Whenever a new policy is doled out by the government, more questions are raised than the praises.
Many of us tend to look at the loopholes of these policies to ascertain its practicality. Our reasons for such initial scepticism are not far-fetched. There is a huge mistrust and that informs the widespread criticisms of many- if not all- government policies.
The School-feeding programme initiative by the Buhari-led administration is one of such. When the programme was first launched, those who were convinced it was a great step lauded it to high heavens and like always, many of us had our genuine reservations. The supporters argued that, judging from the widespread poverty bedeviling the country, such a programme would help in ameliorating the effects of poverty. The ‘loopholes seeker’ opined that it would not solve much. Afterall, just some public primary schools from Basic 1-3 are the focus of the scheme.
It is nothing short of a truism that many parents- even the (very) poor ones- tend to avoid enrolling their wards in government owned primary schools. The age-old image of such schools accounts for this. Although not all the private schools near being called ‘top-notch’ , parents still prefer them. Reasons such as reduced population; close-watch of pupils and nearness to the parent’s residences necessitate such decisions by the parents.
Despite this shortcoming, the government has kick-started the school-feeding programme in public schools across all states in Nigeria. Although many still doubt if it is without glitches, the pictures of school children eating which are being posted on social media passes the narrative that indeed the programme is ongoing in some/all states of the Federation.
However, the lockdown imposed on schools have forced the federal government to change its mode of operation. President Muhammadu Buhari, during one of his nationwide address, disclosed that the School-feeding programme would not be halted despite the pupils not being in school. Based on President Buhari’s directive, it would be more apt to rename the scheme ‘The Home Schoolchildren Feeding Programme’.
Even though the President directive appears pro-people, it has raised loads of questions: how would it be done?; would the food be given on a daily basis?; are there provisions for parents of these pupils as well?; what is the fate of ‘more poor’ kids attending a ‘ply-wood’ built school prior to the lockdown?; what of those attending a ‘₦20 per day’ school in their poor neighbourhoods?; would this not end up being another grand avenue for some few persons to get rich on ‘government money?’ The questions are indeed enormous.

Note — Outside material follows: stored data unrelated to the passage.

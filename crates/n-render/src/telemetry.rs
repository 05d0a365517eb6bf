// SPDX-License-Identifier: MIT
//
// Frame telemetry: what each frame cost and how it ended.
//
// Every produced frame yields one `FrameReport`, handed to the renderer's
// `FrameObserver`. These are observability signals only; nothing in the
// pipeline reads them back. The default observer logs a one-line summary
// at debug level.

use std::time::Duration;

use crate::walker::WalkStats;

// ─── Outcome ────────────────────────────────────────────────────────────────

/// How a frame ended.
#[derive(Debug, Clone, Copy, PartialEq, Eq)]
pub enum FrameOutcome {
    /// Bytes reached the sink; the frame is the new baseline.
    Written,
    /// The frame matched the baseline. Nothing was written.
    Unchanged,
    /// Cancelled before the write. Baseline and sink untouched.
    Abandoned,
    /// The write guard refused (renderer shut down, or a guard violation in
    /// a release build).
    Dropped,
    /// The sink returned an error. The baseline was kept.
    Failed(std::io::ErrorKind),
}

impl FrameOutcome {
    #[must_use]
    pub const fn is_written(self) -> bool {
        matches!(self, Self::Written)
    }
}

// ─── Stats & Timings ────────────────────────────────────────────────────────

/// Per-frame counts.
#[derive(Debug, Clone, Copy, Default, PartialEq, Eq)]
pub struct FrameStats {
    pub nodes_walked: u32,
    pub nodes_painted: u32,
    pub nodes_culled: u32,
    pub cache_hits: u32,
    pub cache_stores: u32,
    /// Diff ops produced (zero for plain output).
    pub ops: usize,
    /// Bytes handed to the sink (zero unless written).
    pub bytes_written: usize,
    pub full_redraw: bool,
}

impl FrameStats {
    #[must_use]
    pub const fn from_walk(walk: WalkStats) -> Self {
        Self {
            nodes_walked: walk.walked,
            nodes_painted: walk.painted,
            nodes_culled: walk.culled,
            cache_hits: walk.hits,
            cache_stores: walk.stores,
            ops: 0,
            bytes_written: 0,
            full_redraw: false,
        }
    }
}

/// Wall time per phase.
#[derive(Debug, Clone, Copy, Default, PartialEq, Eq)]
pub struct PhaseTimings {
    pub paint: Duration,
    pub diff: Duration,
    pub encode: Duration,
    pub write: Duration,
}

impl PhaseTimings {
    #[must_use]
    pub fn total(&self) -> Duration {
        self.paint + self.diff + self.encode + self.write
    }
}

/// Everything known about one frame.
#[derive(Debug, Clone, Copy, PartialEq, Eq)]
pub struct FrameReport {
    /// Renderer-local frame number, starting at 1.
    pub frame: u64,
    pub stats: FrameStats,
    pub timings: PhaseTimings,
    pub outcome: FrameOutcome,
}

// ─── Observers ──────────────────────────────────────────────────────────────

/// Receives a report for every frame the renderer produces.
pub trait FrameObserver: Send + Sync {
    fn on_frame(&self, report: &FrameReport);
}

impl<F> FrameObserver for F
where
    F: Fn(&FrameReport) + Send + Sync,
{
    fn on_frame(&self, report: &FrameReport) {
        self(report);
    }
}

/// Logs each frame at debug level.
#[derive(Debug, Clone, Copy, Default)]
pub struct TracingObserver;

impl FrameObserver for TracingObserver {
    fn on_frame(&self, report: &FrameReport) {
        let s = &report.stats;
        let t = &report.timings;
        tracing::debug!(
            frame = report.frame,
            outcome = ?report.outcome,
            walked = s.nodes_walked,
            painted = s.nodes_painted,
            culled = s.nodes_culled,
            hits = s.cache_hits,
            stores = s.cache_stores,
            ops = s.ops,
            bytes = s.bytes_written,
            full_redraw = s.full_redraw,
            paint_us = t.paint.as_micros(),
            diff_us = t.diff.as_micros(),
            encode_us = t.encode.as_micros(),
            write_us = t.write.as_micros(),
            "frame"
        );
    }
}

// ─── Tests ──────────────────────────────────────────────────────────────────
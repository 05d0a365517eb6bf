// SPDX-License-Identifier: MIT
//
// Renderer: one terminal's frame pipeline, end to end.
//
// A frame runs these phases in order, on whichever thread won the pump:
//
//   1. Snapshot      environment from the source; a change wipes the cache
//   2. Paint         take the root's dirty set, walk the tree into `current`
//   3. Diff          `previous` vs `current` → ops (or plain-text compare)
//   4. Encode        ops → one byte stream, through the write guard
//   5. Write         one sink call, with scheduling rejected meanwhile
//   6. Commit        `current` becomes the new `previous`
//
// Cancellation is checked after paint, after diff and just before the
// write. Surfaces captured during paint are stored only once the frame is
// known not to be abandoned or dropped, so such a frame leaves `previous`,
// the sink and the cache as they were. A sink error skips the commit of
// `previous`, so the next frame diffs against what the terminal is actually
// showing. Its surfaces are still stored, being valid on their own.
//
// The two buffers swap on commit instead of copying. `current` is then the
// frame before last, which `prepare` + `clear` turn into a blank canvas.

use std::sync::Arc;
use std::time::Instant;

use parking_lot::Mutex;

use crate::buffer::TerminalBuffer;
use crate::cache::RenderCache;
use crate::config::RendererConfig;
use crate::diff::BufferDiffer;
use crate::encoder::Encoder;
use crate::env::EnvironmentSource;
use crate::error::Result;
use crate::geometry::{Size, Viewport};
use crate::graph::RenderGraph;
use crate::guard::WriteToken;
use crate::node::Renderable;
use crate::pump::{Admission, FramePump, FrameScope};
use crate::sink::OutputSink;
use crate::telemetry::{FrameObserver, FrameOutcome, FrameReport, FrameStats, PhaseTimings, TracingObserver};
use crate::walker::{self, WalkContext};

// ─── FrameProducer ──────────────────────────────────────────────────────────

/// Everything a frame mutates. Locked for the duration of one frame.
struct FrameProducer {
    token: WriteToken,
    encoder: Encoder,
    differ: BufferDiffer,
    current: TerminalBuffer,
    previous: Option<TerminalBuffer>,
    sink: Box<dyn OutputSink>,
    frames: u64,
}

/// The shared collaborators a frame reads.
struct FrameInputs<'a> {
    config: &'a RendererConfig,
    cache: &'a RenderCache,
    graph: &'a RenderGraph,
    env: &'a dyn EnvironmentSource,
}

impl FrameProducer {
    fn frame(&mut self, root: &dyn Renderable, scope: &FrameScope<'_>, inputs: &FrameInputs<'_>) -> FrameReport {
        self.frames += 1;
        let frame = self.frames;
        let mut timings = PhaseTimings::default();

        let env = inputs.env.snapshot();
        inputs.cache.sync_environment(env);
        self.encoder.begin_frame();

        // ── Paint ──
        let started = Instant::now();
        self.current.prepare(env.size);
        self.current.clear();
        let dirty = inputs.graph.take(root.id());
        let ctx = WalkContext {
            cache: inputs.cache,
            dirty: &dirty,
            viewport: Viewport::full(env.size),
            env,
            trust_dirty_tracking: inputs.config.trust_dirty_tracking,
        };
        let painted = walker::paint(root, &mut self.current, &ctx);
        timings.paint = started.elapsed();

        let report = self.present(frame, FrameStats::from_walk(painted.stats), timings, env.size, scope);
        if !matches!(report.outcome, FrameOutcome::Abandoned | FrameOutcome::Dropped) {
            painted.commit(inputs.cache);
        }
        report
    }

    /// Diff, encode, write and commit the painted `current` buffer.
    fn present(
        &mut self,
        frame: u64,
        mut stats: FrameStats,
        mut timings: PhaseTimings,
        size: Size,
        scope: &FrameScope<'_>,
    ) -> FrameReport {
        let report = |stats, timings, outcome| FrameReport {
            frame,
            stats,
            timings,
            outcome,
        };

        if scope.is_cancelled() {
            return report(stats, timings, FrameOutcome::Abandoned);
        }
        if self.encoder.is_revoked() {
            return report(stats, timings, FrameOutcome::Dropped);
        }

        // ── Diff + encode ──
        let encoded = if self.sink.is_interactive() {
            let started = Instant::now();
            let ops = self.differ.diff(self.previous.as_ref(), &self.current, size);
            timings.diff = started.elapsed();
            stats.ops = ops.len();
            stats.full_redraw = ops.is_full_redraw();

            if ops.is_empty() {
                return report(stats, timings, FrameOutcome::Unchanged);
            }
            if scope.is_cancelled() {
                return report(stats, timings, FrameOutcome::Abandoned);
            }

            let started = Instant::now();
            let encoded = self.encoder.encode(&self.token, &ops);
            timings.encode = started.elapsed();
            encoded
        } else {
            let started = Instant::now();
            let unchanged = self.previous.as_ref().is_some_and(|prev| *prev == self.current);
            timings.diff = started.elapsed();

            if unchanged {
                return report(stats, timings, FrameOutcome::Unchanged);
            }
            if scope.is_cancelled() {
                return report(stats, timings, FrameOutcome::Abandoned);
            }

            let started = Instant::now();
            let encoded = self.encoder.encode_plain(&self.token, &self.current);
            timings.encode = started.elapsed();
            encoded
        };

        if encoded.is_none() {
            return report(stats, timings, FrameOutcome::Dropped);
        }
        if scope.is_cancelled() {
            return report(stats, timings, FrameOutcome::Abandoned);
        }

        // ── Write ──
        let started = Instant::now();
        let Some(bytes) = self.encoder.handoff(&self.token) else {
            return report(stats, timings, FrameOutcome::Dropped);
        };
        let sink = &mut self.sink;
        let written = scope.writing(|| sink.write(bytes));
        timings.write = started.elapsed();

        if let Err(err) = written {
            tracing::warn!(frame, error = %err, "sink write failed, keeping previous frame as baseline");
            return report(stats, timings, FrameOutcome::Failed(err.kind()));
        }
        stats.bytes_written = bytes.len();

        // ── Commit ──
        let spare = self.previous.take().unwrap_or_else(|| TerminalBuffer::new(size));
        self.previous = Some(std::mem::replace(&mut self.current, spare));

        report(stats, timings, FrameOutcome::Written)
    }
}

// ─── Renderer ───────────────────────────────────────────────────────────────

/// Drives frames for one output sink.
///
/// `schedule_render` is safe to call from any thread. Calls that arrive
/// while a frame is in flight coalesce; the caller that found the renderer
/// idle produces every frame of the burst on its own thread.
///
/// ```
/// use std::sync::Arc;
/// use n_render::config::RendererConfig;
/// use n_render::env::TerminalEnvironment;
/// use n_render::geometry::Size;
/// use n_render::node::{NodeId, Text};
/// use n_render::renderer::Renderer;
/// use n_render::sink::CaptureSink;
///
/// let sink = CaptureSink::plain();
/// let env = TerminalEnvironment::new(Size::new(10, 1));
/// let renderer = Renderer::new(RendererConfig::default(), sink.clone(), env)?;
///
/// renderer.schedule_render(Arc::new(Text::new(NodeId::next(), "hi")));
/// assert_eq!(sink.last(), Some(b"hi\n".to_vec()));
/// # Ok::<(), n_render::error::RenderError>(())
/// ```
pub struct Renderer {
    config: RendererConfig,
    pump: FramePump<Arc<dyn Renderable>>,
    producer: Mutex<FrameProducer>,
    graph: Arc<RenderGraph>,
    cache: Arc<RenderCache>,
    env: Box<dyn EnvironmentSource>,
    observer: Box<dyn FrameObserver>,
    last_report: Mutex<Option<FrameReport>>,
}

impl Renderer {
    /// A renderer writing to `sink`, taking a capability snapshot from `env`
    /// every frame.
    ///
    /// # Errors
    ///
    /// Returns [`RenderError::InvalidConfig`](crate::error::RenderError) if
    /// `config` fails validation.
    pub fn new(
        config: RendererConfig,
        sink: impl OutputSink + 'static,
        env: impl EnvironmentSource + 'static,
    ) -> Result<Self> {
        config.validate()?;

        let (encoder, token) = Encoder::new(config.max_write_chunk);
        let producer = FrameProducer {
            token,
            encoder,
            differ: BufferDiffer::new(config.diff_mode),
            current: TerminalBuffer::new(Size::ZERO),
            previous: None,
            sink: Box::new(sink),
            frames: 0,
        };

        Ok(Self {
            pump: FramePump::new(config.max_coalesced_frames),
            producer: Mutex::new(producer),
            graph: Arc::new(RenderGraph::new()),
            cache: Arc::new(RenderCache::new(config.cache_capacity)),
            env: Box::new(env),
            observer: Box::new(TracingObserver),
            last_report: Mutex::new(None),
            config,
        })
    }

    /// Share `cache` with other renderers or harnesses.
    #[must_use]
    pub fn with_cache(mut self, cache: Arc<RenderCache>) -> Self {
        self.cache = cache;
        self
    }

    /// Share `graph` with whoever marks nodes dirty.
    #[must_use]
    pub fn with_graph(mut self, graph: Arc<RenderGraph>) -> Self {
        self.graph = graph;
        self
    }

    /// Replace the default [`TracingObserver`].
    #[must_use]
    pub fn with_observer(mut self, observer: impl FrameObserver + 'static) -> Self {
        self.observer = Box::new(observer);
        self
    }

    /// Render the tree under `root`, now or coalesced into the frame in
    /// flight.
    pub fn schedule_render(&self, root: Arc<dyn Renderable>) -> Admission {
        self.pump.schedule(root, |root, scope| self.produce(root.as_ref(), scope))
    }

    /// Abandon the frame in flight at its next phase boundary and drop the
    /// pending update.
    pub fn cancel(&self) {
        self.pump.cancel();
    }

    /// Reject all future updates and revoke the write token. Waits for a
    /// frame in flight to finish.
    pub fn shutdown(&self) {
        self.pump.close();
        self.producer.lock().encoder.revoke();
        tracing::debug!(frames = self.pump.frames_produced(), "renderer shut down");
    }

    #[must_use]
    pub fn is_shut_down(&self) -> bool {
        self.pump.is_closed()
    }

    /// Forget the baseline so the next frame is a full redraw. For hosts
    /// that know the screen was disturbed behind the renderer's back.
    pub fn force_full_redraw(&self) {
        self.producer.lock().previous = None;
    }

    /// Report of the most recent frame.
    #[must_use]
    pub fn last_report(&self) -> Option<FrameReport> {
        *self.last_report.lock()
    }

    /// Frames produced so far, whatever their outcome.
    #[must_use]
    pub fn frames_produced(&self) -> u64 {
        self.pump.frames_produced()
    }

    #[must_use]
    pub const fn graph(&self) -> &Arc<RenderGraph> {
        &self.graph
    }

    #[must_use]
    pub const fn cache(&self) -> &Arc<RenderCache> {
        &self.cache
    }

    #[must_use]
    pub const fn config(&self) -> &RendererConfig {
        &self.config
    }

    fn produce(&self, root: &dyn Renderable, scope: &FrameScope<'_>) {
        let started = Instant::now();
        let inputs = FrameInputs {
            config: &self.config,
            cache: &self.cache,
            graph: &self.graph,
            env: self.env.as_ref(),
        };
        let report = self.producer.lock().frame(root, scope, &inputs);

        let elapsed = started.elapsed();
        if elapsed > self.config.frame_budget {
            tracing::warn!(
                frame = report.frame,
                elapsed_us = elapsed.as_micros(),
                budget_us = self.config.frame_budget.as_micros(),
                "frame over budget"
            );
        }

        *self.last_report.lock() = Some(report);
        self.observer.on_frame(&report);
    }
}

impl std::fmt::Debug for Renderer {
    fn fmt(&self, f: &mut std::fmt::Formatter<'_>) -> std::fmt::Result {
        f.debug_struct("Renderer")
            .field("config", &self.config)
            .field("frames", &self.pump.frames_produced())
            .field("closed", &self.pump.is_closed())
            .field("cache", &self.cache)
            .finish_non_exhaustive()
    }
}

// ─── Tests ──────────────────────────────────────────────────────────────────
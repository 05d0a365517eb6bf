// SPDX-License-Identifier: MIT
//
// n-dash: a live market board drawn through n-render.
//
// Two threads feed one renderer:
//
//   feed thread  → moves prices, schedules a frame when any moved
//   main thread  → ticks the clock once per interval, schedules a frame
//
// Whichever thread finds the renderer idle produces the frame; the other's
// update coalesces behind it. Only rows whose price moved are repainted,
// the rest are blitted from the surface cache, and only changed rows reach
// the terminal.
//
// Either thread may build a tree a moment before the other moves a price,
// so dirty marks can't be tied to a particular tree. The board runs with
// `trust_dirty_tracking` off and lets fingerprints find what changed.
//
// Layout:
//
//   ┌──────────────────────────────┐
//   │ n-dash · tick 42             │  ← root title (changes every tick)
//   │ Prices                       │  ← panel title
//   │ BTC    64 210.50  ▲          │  ← one Text per symbol
//   │ ...                          │
//   │ Frames                       │
//   │ painted 2  hits 9  412 B     │  ← last frame report
//   └──────────────────────────────┘
//
// Usage: n-dash [--frames N] [--interval MS] [--log PATH]
//
// Logs never go to stdout: without `--log` nothing is recorded.

use std::env;
use std::process;
use std::sync::atomic::{AtomicBool, Ordering};
use std::sync::{Arc, Mutex};
use std::thread;
use std::time::Duration;

use n_render::cell::{Attr, Style};
use n_render::config::RendererConfig;
use n_render::env::TerminalEnvironment;
use n_render::error::Result;
use n_render::geometry::Size;
use n_render::node::{NodeId, Renderable, Stack, Text};
use n_render::renderer::Renderer;
use n_render::sink::StdoutSink;
use n_render::telemetry::FrameReport;
use n_render::terminal::{self, AltScreen};
use tracing_subscriber::{EnvFilter, fmt, prelude::*};

const FALLBACK_SIZE: Size = Size::new(80, 24);

const UP: Style = Style::new().fg(2);
const DOWN: Style = Style::new().fg(1);
const TITLE: Style = Style::new().attrs(Attr::BOLD);
const MUTED: Style = Style::new().attrs(Attr::DIM);

// ─── Arguments ──────────────────────────────────────────────────────────────

struct Args {
    frames: u64,
    interval: Duration,
    log: Option<String>,
}

fn parse_args() -> std::result::Result<Args, String> {
    let mut args = Args {
        frames: 100,
        interval: Duration::from_millis(100),
        log: None,
    };
    let mut iter = env::args().skip(1);

    while let Some(arg) = iter.next() {
        let mut value = || iter.next().ok_or_else(|| format!("{arg} needs a value"));
        match arg.as_str() {
            "--frames" => {
                args.frames = value()?.parse().map_err(|e| format!("--frames: {e}"))?;
            }
            "--interval" => {
                let ms: u64 = value()?.parse().map_err(|e| format!("--interval: {e}"))?;
                args.interval = Duration::from_millis(ms.max(1));
            }
            "--log" => args.log = Some(value()?),
            other => return Err(format!("unknown argument {other}")),
        }
    }
    Ok(args)
}

fn init_logging(path: Option<&str>) {
    let Some(path) = path else { return };
    let Ok(file) = std::fs::File::create(path) else {
        return;
    };
    let filter = EnvFilter::try_from_default_env().unwrap_or_else(|_| EnvFilter::new("info"));
    tracing_subscriber::registry()
        .with(fmt::layer().with_ansi(false).with_writer(Arc::new(file)))
        .with(filter)
        .init();
}

// ─── Market ─────────────────────────────────────────────────────────────────

struct Quote {
    id: NodeId,
    symbol: &'static str,
    cents: i64,
    change: i64,
}

/// Deterministic random walk over a handful of symbols.
struct Market {
    quotes: Vec<Quote>,
    seed: u64,
}

impl Market {
    fn new() -> Self {
        let listings = [
            ("BTC", 6_421_050),
            ("ETH", 341_275),
            ("SOL", 14_220),
            ("ADA", 45),
            ("DOT", 712),
            ("XMR", 16_480),
        ];
        Self {
            quotes: listings
                .into_iter()
                .map(|(symbol, cents)| Quote {
                    id: NodeId::next(),
                    symbol,
                    cents,
                    change: 0,
                })
                .collect(),
            seed: 0x9e37_79b9_7f4a_7c15,
        }
    }

    fn next_random(&mut self) -> u64 {
        // xorshift64
        self.seed ^= self.seed << 13;
        self.seed ^= self.seed >> 7;
        self.seed ^= self.seed << 17;
        self.seed
    }

    /// Move a few prices. Returns how many moved.
    fn step(&mut self) -> usize {
        let mut moved = 0;
        for i in 0..self.quotes.len() {
            let roll = self.next_random();
            if roll % 3 != 0 {
                continue;
            }
            let quote = &mut self.quotes[i];
            let step = (quote.cents / 500).max(1);
            let delta = if roll & 0x10 == 0 { step } else { -step };
            quote.cents = (quote.cents + delta).max(1);
            quote.change = delta;
            moved += 1;
        }
        moved
    }
}

fn price(cents: i64) -> String {
    let whole = cents / 100;
    let mut digits = whole.to_string();
    let mut grouped = String::new();
    while digits.len() > 3 {
        let tail = digits.split_off(digits.len() - 3);
        grouped = format!(" {tail}{grouped}");
    }
    format!("{digits}{grouped}.{:02}", cents % 100)
}

// ─── Board ──────────────────────────────────────────────────────────────────

struct Board {
    root: NodeId,
    prices: NodeId,
    frames: NodeId,
    stats: NodeId,
}

impl Board {
    fn new() -> Self {
        Self {
            root: NodeId::next(),
            prices: NodeId::next(),
            frames: NodeId::next(),
            stats: NodeId::next(),
        }
    }

    fn tree(&self, market: &Market, tick: u64, report: Option<FrameReport>) -> Arc<dyn Renderable> {
        let rows = market.quotes.iter().map(|q| -> Arc<dyn Renderable> {
            let (arrow, style) = match q.change.signum() {
                1 => ("▲", UP),
                -1 => ("▼", DOWN),
                _ => (" ", Style::DEFAULT),
            };
            let line = format!("{:<6}{:>14}  {arrow}", q.symbol, price(q.cents));
            Arc::new(Text::new(q.id, line).style(style))
        });
        let prices = Stack::new(self.prices).title("Prices", TITLE).with_children(rows);

        let summary = report.map_or_else(
            || "waiting for first frame".to_owned(),
            |r| {
                format!(
                    "#{}  painted {}  hits {}  {} B",
                    r.frame, r.stats.nodes_painted, r.stats.cache_hits, r.stats.bytes_written
                )
            },
        );
        let frames = Stack::new(self.frames)
            .title("Frames", TITLE)
            .child(Arc::new(Text::new(self.stats, summary).style(MUTED)));

        Arc::new(
            Stack::new(self.root)
                .title(format!("n-dash · tick {tick}"), TITLE)
                .child(Arc::new(prices))
                .child(Arc::new(frames)),
        )
    }
}

// ─── Main ───────────────────────────────────────────────────────────────────

fn run(args: &Args) -> Result<()> {
    let base = TerminalEnvironment::detect(terminal::get_size().unwrap_or(FALLBACK_SIZE));
    let source = move || base.with_size(terminal::get_size().unwrap_or(base.size));

    let config = RendererConfig {
        trust_dirty_tracking: false,
        ..RendererConfig::default()
    };
    let renderer = Arc::new(Renderer::new(config, StdoutSink::new(), source)?);
    let screen = if terminal::is_stdout_tty() {
        Some(AltScreen::enter()?)
    } else {
        None
    };

    let board = Arc::new(Board::new());
    let market = Arc::new(Mutex::new(Market::new()));
    let tick = Arc::new(Mutex::new(0_u64));
    let stop = Arc::new(AtomicBool::new(false));

    let render = {
        let renderer = Arc::clone(&renderer);
        let board = Arc::clone(&board);
        let market = Arc::clone(&market);
        let tick = Arc::clone(&tick);
        move || {
            let tick = tick.lock().map_or(0, |t| *t);
            let tree = match market.lock() {
                Ok(market) => board.tree(&market, tick, renderer.last_report()),
                Err(_) => return,
            };
            renderer.schedule_render(tree);
        }
    };

    let feed = {
        let market = Arc::clone(&market);
        let stop = Arc::clone(&stop);
        let render = render.clone();
        let pace = args.interval / 2;
        thread::spawn(move || {
            while !stop.load(Ordering::Relaxed) {
                let moved = market.lock().map(|mut m| m.step()).unwrap_or_default();
                if moved > 0 {
                    render();
                }
                thread::sleep(pace);
            }
        })
    };

    for _ in 0..args.frames {
        if let Ok(mut t) = tick.lock() {
            *t += 1;
        }
        render();
        thread::sleep(args.interval);
    }

    stop.store(true, Ordering::Relaxed);
    if feed.join().is_err() {
        tracing::warn!("feed thread panicked");
    }
    renderer.shutdown();
    if let Some(screen) = screen {
        screen.leave()?;
    }

    let cache = renderer.cache().stats();
    println!(
        "n-dash: {} frames, {} cache hits, {} misses, {} evictions",
        renderer.frames_produced(),
        cache.hits,
        cache.misses,
        cache.evictions
    );
    Ok(())
}

fn main() {
    let args = parse_args().unwrap_or_else(|e| {
        eprintln!("n-dash: {e}");
        eprintln!("usage: n-dash [--frames N] [--interval MS] [--log PATH]");
        process::exit(2);
    });
    init_logging(args.log.as_deref());

    if let Err(e) = run(&args) {
        eprintln!("n-dash: {e}");
        process::exit(1);
    }
}

// ─── Tests ──────────────────────────────────────────────────────────────────
// SPDX-License-Identifier: MIT
//
// Renderer configuration.
//
// Plain data with defaults that suit an interactive terminal at roughly
// 80 frames per second. `validate` rejects values that would make the
// pipeline misbehave; `Renderer::new` calls it before building anything.

use std::time::Duration;

use crate::diff::DiffMode;
use crate::error::{RenderError, Result};

/// Smallest merged write-bytes run the encoder accepts.
pub const MIN_WRITE_CHUNK: usize = 64;

/// Tuning knobs for a [`Renderer`](crate::renderer::Renderer).
#[derive(Debug, Clone, PartialEq, Eq)]
pub struct RendererConfig {
    /// Advisory per-frame budget. A frame that takes longer logs a warning;
    /// nothing is preempted.
    pub frame_budget: Duration,

    /// Frames one pump burst may produce before a still-pending update is
    /// dropped. Must be at least 1.
    pub max_coalesced_frames: usize,

    /// Ceiling on a single merged run of text bytes in the encoded stream.
    /// Must be at least [`MIN_WRITE_CHUNK`].
    pub max_write_chunk: usize,

    /// Surfaces the render cache retains before evicting the least recently
    /// used. Must be at least 1.
    pub cache_capacity: usize,

    /// How changed rows are turned into ops.
    pub diff_mode: DiffMode,

    /// Let a clean node reuse its previous surface without recomputing its
    /// fingerprint. Turn off when the caller's dirty marking can't be
    /// trusted to catch every content change.
    pub trust_dirty_tracking: bool,
}

impl Default for RendererConfig {
    fn default() -> Self {
        Self {
            frame_budget: Duration::from_millis(12),
            max_coalesced_frames: 128,
            max_write_chunk: 4096,
            cache_capacity: 4096,
            diff_mode: DiffMode::Sparse,
            trust_dirty_tracking: true,
        }
    }
}

impl RendererConfig {
    /// Check every bounded field.
    ///
    /// # Errors
    ///
    /// Returns [`RenderError::InvalidConfig`] naming the first bad field.
    pub fn validate(&self) -> Result<()> {
        if self.max_coalesced_frames == 0 {
            return Err(RenderError::InvalidConfig(
                "max_coalesced_frames must be at least 1".into(),
            ));
        }
        if self.max_write_chunk < MIN_WRITE_CHUNK {
            return Err(RenderError::InvalidConfig(format!(
                "max_write_chunk must be at least {MIN_WRITE_CHUNK}, got {}",
                self.max_write_chunk
            )));
        }
        if self.cache_capacity == 0 {
            return Err(RenderError::InvalidConfig(
                "cache_capacity must be at least 1".into(),
            ));
        }
        Ok(())
    }
}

In allaying the fears raised by the people as captured in some of the aforementioned questions, the federal government has invited civil society groups and the anti-graft commissions to monitor the distribution of these ‘schoolchildren palliatives’. But can this solve all the questions raised? Many would think otherwise. One consensus that could be reach, however, is that home Schoolchildren Feeding Programme may not be very effective. Perhaps the lexeme ‘School children Feeding’ itself should be replaced with ‘Homes feeding’ for now. This is because the food items to be distributed are meant for the homes and not solely the children(to sound very practical).
The Lagos State Universal Basic Education Booard (SUPEB) has stated that it already identified 37,589 homes to be used for the pilot scheme. The board disclosed that 5kg of rice, 5kg of beans, 2 rolls of sachet tomato paste, 500ml of palm oil and groundnut oil, salt and 12 eggs would be distributed to these homes so as to feed the Schoolchildren. The big question however still remains ‘Will feeding Schoolchildren from Home work?